ReplyDeleteMost of the friends that have these problems try to over compensate by drowning themselves in school or work. I actually found that most of my friends were far more involved with other people and groups than people would think. I'm not saying that everyone is like this but I think that there are a majority of people that try to find positive things to ignore troubles at home.
Hey Number One,
ReplyDeleteI agree, it is important not to judge and to try and understand what you may not see that is affecting someone's behavior. I think in the context of The Absolutely True Diary, we also need to understand how history has affected a person and their family.
melissaestelle, I agree with you. History has affected lots of people. My family is an example. My great grandma went to a boarding school. She told stories about being beat. As she grew older and had children, she beat them. In turn my grandma (her daughter) beat her children. But my mom, aunts, and uncles refused to beat their children. They remember the feeling of getting beat for nothing at all. They had all promised themselves and each other they wouldn’t do that to their children. It seems instead of beating the children; they became drunkards and started abusing drugs. They soon became absent in their children’s lives. Maybe they became drunkards and began to abuse drugs because of the pain growing up and it’s the easiest way for them to cope with it.
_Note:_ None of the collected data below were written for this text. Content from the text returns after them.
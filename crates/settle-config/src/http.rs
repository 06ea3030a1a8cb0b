//! HTTP client configuration.

use std::time::Duration;

use serde::{Deserialize, Serialize};

/// Default per-request timeout in seconds.
const fn default_timeout_secs() -> u64 {
    10
}

fn default_user_agent() -> String {
    concat!("settle/", env!("CARGO_PKG_VERSION")).to_string()
}

#[derive(Debug, Clone, Deserialize, Serialize)]
pub struct HttpConfig {
    /// Upper bound for one request, in seconds. `0` disables the bound.
    #[serde(default = "default_timeout_secs")]
    pub timeout_secs: u64,

    /// `User-Agent` header sent with every request.
    #[serde(default = "default_user_agent")]
    pub user_agent: String,
}

impl Default for HttpConfig {
    fn default() -> Self {
        Self {
            timeout_secs: default_timeout_secs(),
            user_agent: default_user_agent(),
        }
    }
}

impl HttpConfig {
    /// The request timeout, or `None` when disabled.
    #[must_use]
    pub const fn timeout(&self) -> Option<Duration> {
        if self.timeout_secs == 0 {
            None
        } else {
            Some(Duration::from_secs(self.timeout_secs))
        }
    }
}
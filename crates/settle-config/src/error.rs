//! Configuration error types.

use thiserror::Error;

#[derive(Debug, Error)]
pub enum ConfigError {
    /// Figment extraction or merge error (bad TOML, wrong types in env vars).
    #[error("Configuration error: {0}")]
    Figment(#[from] Box<figment::Error>),

    /// A required section is missing its endpoints.
    #[error("Configuration section '{section}' is not configured (missing required fields)")]
    NotConfigured { section: String },

    /// A field is present but unusable.
    #[error("Invalid configuration value for '{field}': {reason}")]
    InvalidValue { field: String, reason: String },
}

impl From<figment::Error> for ConfigError {
    fn from(error: figment::Error) -> Self {
        Self::Figment(Box::new(error))
    }
}
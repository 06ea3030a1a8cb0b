//! Named category predicates over secondary records.
//!
//! A [`CategorySet`] is validated once at construction. Invalid sets are a
//! caller mistake and surface as [`CategoryError`], aborting the aggregation
//! rather than silently producing zero counts.

use std::collections::HashSet;

use schemars::JsonSchema;
use serde::{Deserialize, Serialize};
use serde_json::Value;

use crate::errors::CategoryError;
use crate::records::SecondaryRecord;

/// Condition a secondary record must satisfy to count toward a category.
#[derive(Debug, Clone, PartialEq, Serialize, Deserialize, JsonSchema)]
#[serde(tag = "op", rename_all = "snake_case")]
pub enum Predicate {
    /// `record[field] == value`. A missing field never matches.
    Equals { field: String, value: Value },
    /// `record[field] != value`. A missing field never matches.
    NotEquals { field: String, value: Value },
    /// The field is present and not `null`.
    Present { field: String },
}

impl Predicate {
    #[must_use]
    pub fn equals(field: impl Into<String>, value: impl Into<Value>) -> Self {
        Self::Equals {
            field: field.into(),
            value: value.into(),
        }
    }

    fn field(&self) -> &str {
        match self {
            Self::Equals { field, .. } | Self::NotEquals { field, .. } | Self::Present { field } => {
                field
            }
        }
    }

    /// Evaluate against one record.
    #[must_use]
    pub fn matches(&self, record: &SecondaryRecord) -> bool {
        match self {
            Self::Equals { field, value } => record.attribute(field) == Some(value),
            Self::NotEquals { field, value } => {
                record.attribute(field).is_some_and(|found| found != value)
            }
            Self::Present { field } => record.attribute(field).is_some_and(|v| !v.is_null()),
        }
    }
}

/// A named predicate.
#[derive(Debug, Clone, PartialEq, Serialize, Deserialize, JsonSchema)]
pub struct Category {
    pub name: String,
    #[serde(flatten)]
    pub predicate: Predicate,
}

impl Category {
    #[must_use]
    pub fn new(name: impl Into<String>, predicate: Predicate) -> Self {
        Self {
            name: name.into(),
            predicate,
        }
    }
}

/// A validated, ordered set of uniquely named categories.
#[derive(Debug, Clone, PartialEq)]
pub struct CategorySet {
    categories: Vec<Category>,
}

impl CategorySet {
    /// Validate and build a category set.
    ///
    /// # Errors
    ///
    /// Returns [`CategoryError`] when the set is empty, a name is blank or
    /// repeated, or a predicate names no field.
    pub fn new(categories: Vec<Category>) -> Result<Self, CategoryError> {
        if categories.is_empty() {
            return Err(CategoryError::Empty);
        }

        let mut seen = HashSet::with_capacity(categories.len());
        for (position, category) in categories.iter().enumerate() {
            if category.name.trim().is_empty() {
                return Err(CategoryError::EmptyName { position });
            }
            if !seen.insert(category.name.as_str()) {
                return Err(CategoryError::DuplicateName {
                    name: category.name.clone(),
                });
            }
            if category.predicate.field().trim().is_empty() {
                return Err(CategoryError::EmptyField {
                    name: category.name.clone(),
                });
            }
        }

        Ok(Self { categories })
    }

    /// The `completed` / `pending` split over a boolean `completed` field.
    #[must_use]
    pub fn completion() -> Self {
        Self {
            categories: vec![
                Category::new("completed", Predicate::equals("completed", true)),
                Category::new("pending", Predicate::equals("completed", false)),
            ],
        }
    }

    pub fn iter(&self) -> impl Iterator<Item = &Category> {
        self.categories.iter()
    }

    pub fn names(&self) -> impl Iterator<Item = &str> {
        self.categories.iter().map(|c| c.name.as_str())
    }

    #[must_use]
    pub fn len(&self) -> usize {
        self.categories.len()
    }

    #[must_use]
    pub fn is_empty(&self) -> bool {
        self.categories.is_empty()
    }
}
//! Response classification shared by every request the fetcher sends.
//!
//! Maps transport errors, status codes and body shapes onto
//! [`FailureReason`] so callers only ever see an `Outcome`:
//! - **send/body transport error** → [`FailureReason::Network`]
//! - **non-2xx status** → `Http(Code(status))`
//! - **unparseable or wrongly-shaped JSON** → `Http(Invalid)`

use serde_json::{Map, Value};
use settle_core::{FailureReason, HttpStatus};

/// Classify a transport-level `reqwest` error.
pub fn network_failure(error: &reqwest::Error) -> FailureReason {
    let kind = if error.is_timeout() {
        "timed out"
    } else if error.is_connect() {
        "connection failed"
    } else {
        "request failed"
    };
    FailureReason::Network(format!("{kind}: {error}"))
}

/// Reject any non-2xx response.
pub fn check_status(resp: reqwest::Response) -> Result<reqwest::Response, FailureReason> {
    let status = resp.status();
    if !status.is_success() {
        return Err(FailureReason::Http(HttpStatus::Code(status.as_u16())));
    }
    Ok(resp)
}

async fn read_json(resp: reqwest::Response) -> Result<Value, FailureReason> {
    let body = resp.bytes().await.map_err(|e| network_failure(&e))?;
    serde_json::from_slice(&body).map_err(|_| FailureReason::Http(HttpStatus::Invalid))
}

/// Read a 2xx body that must be a JSON array.
pub async fn read_json_array(resp: reqwest::Response) -> Result<Vec<Value>, FailureReason> {
    match read_json(resp).await? {
        Value::Array(items) => Ok(items),
        _ => Err(FailureReason::Http(HttpStatus::Invalid)),
    }
}

/// Read a 2xx body that must be a JSON object.
pub async fn read_json_object(
    resp: reqwest::Response,
) -> Result<Map<String, Value>, FailureReason> {
    match read_json(resp).await? {
        Value::Object(object) => Ok(object),
        _ => Err(FailureReason::Http(HttpStatus::Invalid)),
    }
}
ReplyDeleteHey Number One,
ReplyDeleteYour story reminds me of the Wellbriety documentary we watched in class last week. It was painful and also hopeful to see the work that is being done to try and heal from the historical and intergenerational traumas inflicted on Native people.
The stories of the Boarding Schools should be taught in every school in the US, along with a non-whitewashed version of our history in general.
What you say about your family's experiences and how each generation built off the last reminds me of how hard people have to work to break these vicious cycles. Even if we want to do better as parents, we often fall back on what we learned from our childhoods or try to escape in ways that only keep the pain alive for someone else.